I’m telling you all of this because community is vital to mental wellness. Reduction in stigma only happens when people feel confident that they can speak truthfully about what’s happening to them. Sometimes it takes a brave person to come out first, but once that person does, and another person does, and another person does, we begin to have a conversation. We start to educate people through real life, to help them understand that depression is not a weakness, that anxiety is not always rational, that being a person with a mental illness is not to the exclusion of all other things.
And when we do that, the people who can find us and see us and know us are the people who haven’t felt that they can speak up, thank you internet. People at bus stops, people in dark rooms, people at work, people on holiday. People who are experiencing some kind of lapse in their brain function, whether permanent or temporary, who aren’t alone anymore, and who can see a way forward.
SANE Australia has something to say about stigma:
Stigma in the media is especially harmful because the media plays an important role in shaping and reinforcing community attitudes.
These are actual words Mark Latham used in the media yesterady:
How will the children feel when they grow up and learn that they pushed their mother onto anti-depressants?
Women I speak to in western Sydney, who have no neuroses or ideological agenda to push, regard child-rearing as a joy.
The first thing my children will probably think, because I am raising them to be aware and empathetic and kind, is, “Gosh I’m glad those anti-depressants kept mum alive for a while!”
My children didn’t “push me onto anti-depressants”. I sought a course of treatment that was suitable to my requirement at that time, and I persevered with it until it was no longer required. My children are older now, but I have chronic depression, so I treat that in an appropriate way also. My depression pushed me onto anti-depressants. My children made me tired and ate all my money and caused me to be more isolated than I might otherwise have been, but they also gave me a reason to look for ways to feel well again. Which isn’t to say that this is the same experience everyone has, but it was my experience. I’m telling you this because if you have PND symptoms, I want you to know that they might be different from mine, and that you are still awesome.
I, personally, think Mark Latham says quite a few things that are misinformed, so his comments don’t offend me. I didn’t vote for him, and I think that was a pretty good judgement call. But I’m confident in my knowledge of my mental illnesses. I’m comfortable with the treatments I undertake. I’m not personally going to feel embarrassed or alienated because some idiot suggests that anti-depressants are a gap-filler for women who have neuroses and ideological agenda to push (presumably onto their other similarly afflicted child-hating frenemies). I don’t care. I will go on being depressed but okay.
But the reintroduction of stigma surrounding PND – during PND Awareness Week, you clown — is a dangerous activity. Imagine: a woman with a month-old baby, who is sitting on her couch and feeling nothing. Maybe she realises she needs help. Maybe she’s even thinking about getting some. Then she reads something from someone in the national media that tells her she’s got it all wrong.
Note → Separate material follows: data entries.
impl<M, R, C, D, S> Job<M, R, C, D, S>
where
    M: MapTask,
    R: ReduceTask<M::Key, M::Value>,
    C: Combiner<M::Key, M::Value>,
    D: DataSource,
    S: IntermediateStore<M::Key, M::Value>,
{
    /// Validates the specification and builds the intermediate store.
    pub fn new(
        map_task: M,
        reduce_task: R,
        combiner: C,
        datasource: D,
        spec: Specification,
    ) -> Result<Self> {
        spec.validate()?;
        let store = S::new(&spec)?;
        Ok(Job {
            map_task,
            reduce_task,
            combiner,
            datasource,
            store,
            spec,
            state: State::Constructed,
        })
    }

    pub fn state(&self) -> State {
        self.state
    }

    pub fn specification(&self) -> &Specification {
        &self.spec
    }

    /// Runs the job to completion under a default-constructed policy.
    pub fn run<P: SchedulePolicy + Default>(&mut self, results: &mut Results) -> Result<()> {
        self.run_with(&P::default(), results)
    }

    /// Runs the job to completion. Counters and timings are stamped into
    /// `results` whether the job finishes or fails.
    pub fn run_with<P: SchedulePolicy>(
        &mut self,
        policy: &P,
        results: &mut Results,
    ) -> Result<()> {
        if self.state != State::Constructed {
            return Err(Error::InvalidState("job already ran"));
        }
        let ctx = PhaseCtx::default();
        let start = Instant::now();
        let outcome = self.run_phases(policy, &ctx, results);
        results.job_runtime = start.elapsed();
        ctx.snapshot(results);
        match outcome {
            Ok(()) => {
                self.state = State::Done;
                info!(
                    "job done: {} map keys, {} reduce keys, {} result files in {:?}",
                    results.counters.map_keys_executed,
                    results.counters.reduce_keys_executed,
                    results.counters.num_result_files,
                    results.job_runtime
                );
                Ok(())
            }
            Err(e) => {
                self.state = State::Failed;
                error!("job failed: {e}");
                Err(e)
            }
        }
    }

    fn run_phases<P: SchedulePolicy>(
        &mut self,
        policy: &P,
        ctx: &PhaseCtx,
        results: &mut Results,
    ) -> Result<()> {
        let partitions = self.store.partitions();
        let datasource = &self.datasource;
        let store = &self.store;
        let map_task = &self.map_task;
        let reduce_task = &self.reduce_task;
        let combiner = &self.combiner;
        let spec = &self.spec;
        let counters = &ctx.counters;
        let fatal = &ctx.fatal;

        // ------ map ------
        self.state = State::MapRunning;
        let phase_start = Instant::now();
        let split_source = || {
            if fatal.is_set() {
                None
            } else {
                datasource.next_split()
            }
        };
        let actual_map = policy.run(spec.map_tasks, split_source, |split: Split| {
            counters.map_keys_executed.fetch_add(1, Ordering::Relaxed);
            let key_start = Instant::now();
            match Self::map_one(map_task, datasource, &split) {
                Err(e) => {
                    warn!(
                        "map task failed on {} at offset {}: {}",
                        split.path.display(),
                        split.offset,
                        e
                    );
                    counters.map_key_errors.fetch_add(1, Ordering::Relaxed);
                }
                Ok(records) => {
                    let mut stored = true;
                    for rec in records {
                        let p = hash_partition(&rec.key, partitions);
                        if let Err(e) = store.insert(p, rec.key, rec.value, combiner) {
                            fatal.set(e);
                            stored = false;
                            break;
                        }
                    }
                    if stored {
                        counters.map_keys_completed.fetch_add(1, Ordering::Relaxed);
                    }
                }
            }
            ctx.map_times.lock().unwrap().push(key_start.elapsed());
        });
        ctx.actual_map_tasks.store(actual_map, Ordering::Relaxed);

        // finalize each partition with the combiner before the shuffle
        policy.run(spec.map_tasks, partition_source(partitions, fatal), |p| {
            if let Err(e) = store.combine(p, combiner) {
                fatal.set(e);
            }
        });
        results.map_runtime = phase_start.elapsed();
        if let Some(e) = fatal.take() {
            return Err(e);
        }
        debug!(
            "map phase done: {} splits in {:?}",
            counters.map_keys_executed.load(Ordering::Relaxed),
            results.map_runtime
        );

        // ------ shuffle ------
        self.state = State::Shuffling;
        let phase_start = Instant::now();
        policy.run(spec.reduce_tasks, partition_source(partitions, fatal), |p| {
            let key_start = Instant::now();
            if let Err(e) = store.shuffle(p) {
                fatal.set(e);
            }
            ctx.shuffle_times.lock().unwrap().push(key_start.elapsed());
        });
        results.shuffle_runtime = phase_start.elapsed();
        if let Some(e) = fatal.take() {
            return Err(e);
        }
        debug!("shuffle done in {:?}", results.shuffle_runtime);

        // ------ reduce ------
        self.state = State::ReduceRunning;
        let phase_start = Instant::now();
        let actual_reduce =
            policy.run(spec.reduce_tasks, partition_source(partitions, fatal), |p| {
                if let Err(e) =
                    Self::reduce_partition(reduce_task, store, spec, p, ctx)
                {
                    fatal.set(e);
                }
            });
        ctx.actual_reduce_tasks.store(actual_reduce, Ordering::Relaxed);
        results.reduce_runtime = phase_start.elapsed();
        if let Some(e) = fatal.take() {
            return Err(e);
        }
        debug!("reduce done in {:?}", results.reduce_runtime);
        Ok(())
    }

    fn map_one(
        map_task: &M,
        datasource: &D,
        split: &Split,
    ) -> Result<Vec<Record<M::Key, M::Value>>> {
        let data = datasource.read_split(split)?;
        let mut em = MapEmitter::new();
        map_task.map(&mut em, split, &data)?;
        Ok(em.into_records())
    }

    fn reduce_partition(
        reduce_task: &R,
        store: &S,
        spec: &Specification,
        partition: usize,
        ctx: &PhaseCtx,
    ) -> Result<()> {
        let counters = &ctx.counters;
        // The result file is created lazily so partitions (and jobs) that
        // emit nothing leave no file behind.
        let mut sink: Option<LineSink> = None;
        for group in store.iterate(partition)? {
            if ctx.fatal.is_set() {
                break;
            }
            let group = group?;
            counters.reduce_keys_executed.fetch_add(1, Ordering::Relaxed);
            let key_start = Instant::now();
            let mut em = ReduceEmitter::new();
            match reduce_task.reduce(&mut em, group) {
                Err(e) => {
                    warn!("reduce task failed in partition {partition}: {e}");
                    counters.reduce_key_errors.fetch_add(1, Ordering::Relaxed);
                }
                Ok(()) => {
                    for rec in em.into_records() {
                        if sink.is_none() {
                            let path = result_file_path(spec, partition);
                            sink = Some(LineSink::create(&path)?);
                            counters.result_files.fetch_add(1, Ordering::Relaxed);
                        }
                        if let Some(sink) = &mut sink {
                            sink.write_pair(&rec.key, &rec.value)?;
                        }
                    }
                    counters.reduce_keys_completed.fetch_add(1, Ordering::Relaxed);
                }
            }
            ctx.reduce_times.lock().unwrap().push(key_start.elapsed());
        }
        if let Some(sink) = &mut sink {
            sink.flush()?;
        }
        Ok(())
    }

    /// A fresh forward-only iterator over the result files, in partition
    /// order and per-partition key order. Only available once the job is
    /// done; call again to restart from the beginning.
    pub fn results_iter(&self) -> Result<ResultsIter<R::OutputKey, R::OutputValue>> {
        if self.state != State::Done {
            return Err(Error::InvalidState(
                "results are only available after a successful run",
            ));
        }
        Ok(ResultsIter {
            output_filespec: self.spec.output_filespec.clone(),
            partitions: self.spec.reduce_tasks,
            next_partition: 0,
            current: None,
            _marker: PhantomData,
        })
    }
}
//! Length-prefixed record files: the on-disk format for spill and run
//! files. A file is a sequence of records, each prefixed by a 4-byte
//! big-endian length: `llllbbbbllllbbbbbb...`

use std::fs;
use std::io::{self, BufReader, BufWriter, Read, Write};
use std::path::Path;

/// Writes length-prefixed records to a sink.
pub struct RecordWriter<W: Write> {
    dest: W,
    records_written: u64,
}

impl RecordWriter<BufWriter<fs::File>> {
    /// Creates (or truncates) `path` for writing.
    pub fn create(path: &Path) -> io::Result<Self> {
        let file = fs::OpenOptions::new()
            .create(true)
            .write(true)
            .truncate(true)
            .open(path)?;
        Ok(RecordWriter::new(BufWriter::new(file)))
    }
}

impl<W: Write> RecordWriter<W> {
    pub fn new(dest: W) -> RecordWriter<W> {
        RecordWriter {
            dest,
            records_written: 0,
        }
    }

    pub fn write_record(&mut self, record: &[u8]) -> io::Result<()> {
        self.dest.write_all(&(record.len() as u32).to_be_bytes())?;
        self.dest.write_all(record)?;
        self.records_written += 1;
        Ok(())
    }

    pub fn records_written(&self) -> u64 {
        self.records_written
    }

    pub fn flush(&mut self) -> io::Result<()> {
        self.dest.flush()
    }
}

/// Reads back records written by [`RecordWriter`].
pub struct RecordReader<R: Read> {
    src: R,
}

impl RecordReader<BufReader<fs::File>> {
    pub fn open(path: &Path) -> io::Result<Self> {
        let file = fs::OpenOptions::new().read(true).open(path)?;
        Ok(RecordReader::new(BufReader::with_capacity(
            1024 * 1024,
            file,
        )))
    }
}

impl<R: Read> RecordReader<R> {
    pub fn new(src: R) -> RecordReader<R> {
        RecordReader { src }
    }

    /// Returns the next record, or `None` at a clean end of file. A file
    /// that ends mid-record is an `UnexpectedEof` error.
    pub fn read_record(&mut self) -> io::Result<Option<Vec<u8>>> {
        let mut len_buf = [0u8; 4];
        let mut off = 0;
        while off < len_buf.len() {
            let n = self.src.read(&mut len_buf[off..])?;
            if n == 0 {
                if off == 0 {
                    return Ok(None);
                }
                return Err(io::Error::new(
                    io::ErrorKind::UnexpectedEof,
                    "truncated record length",
                ));
            }
            off += n;
        }
        let len = u32::from_be_bytes(len_buf) as usize;
        let mut record = vec![0u8; len];
        self.src.read_exact(&mut record)?;
        Ok(Some(record))
    }
}

#[cfg(test)]
mod tests {
    use super::*;

    #[test]
    fn write_then_read_round_trip() {
        let mut buf = Vec::new();
        {
            let mut w = RecordWriter::new(&mut buf);
            w.write_record(b"abc").unwrap();
            w.write_record(b"").unwrap();
            w.write_record(b"defgh").unwrap();
            assert_eq!(w.records_written(), 3);
        }
        let mut r = RecordReader::new(&buf[..]);
        assert_eq!(r.read_record().unwrap().unwrap(), b"abc");
        assert_eq!(r.read_record().unwrap().unwrap(), b"");
        assert_eq!(r.read_record().unwrap().unwrap(), b"defgh");
        assert!(r.read_record().unwrap().is_none());
        // reading past the end stays at the end
        assert!(r.read_record().unwrap().is_none());
    }

    #[test]
    fn truncated_record_is_an_error() {
        let mut buf = Vec::new();
        {
            let mut w = RecordWriter::new(&mut buf);
            w.write_record(b"abcdef").unwrap();
        }
        buf.truncate(7);
        let mut r = RecordReader::new(&buf[..]);
        assert!(r.read_record().is_err());
    }

    #[test]
    fn truncated_length_prefix_is_an_error() {
        let buf = [0u8, 0];
        let mut r = RecordReader::new(&buf[..]);
        assert!(r.read_record().is_err());
    }
}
That if she were an even half-decent person, she would find child-rearing a joy. That the author of that piece is a strong and real parent because he doesn’t need any help. That the only kind of parent you can be is an able, capable, joyous one.
Suicide is the leading cause of maternal death.
In contributing to stigma surrounding mental illness, you’re endangering these women, the ones who are on the cusp, who haven’t started a conversation yet. You’re endangering their families.
… and bond with the most important people in their lives, their children.
If you truly believe this, you crazy-eyed moron, you’ll understand a mother’s right to experience their child from beyond the dark fog of PND.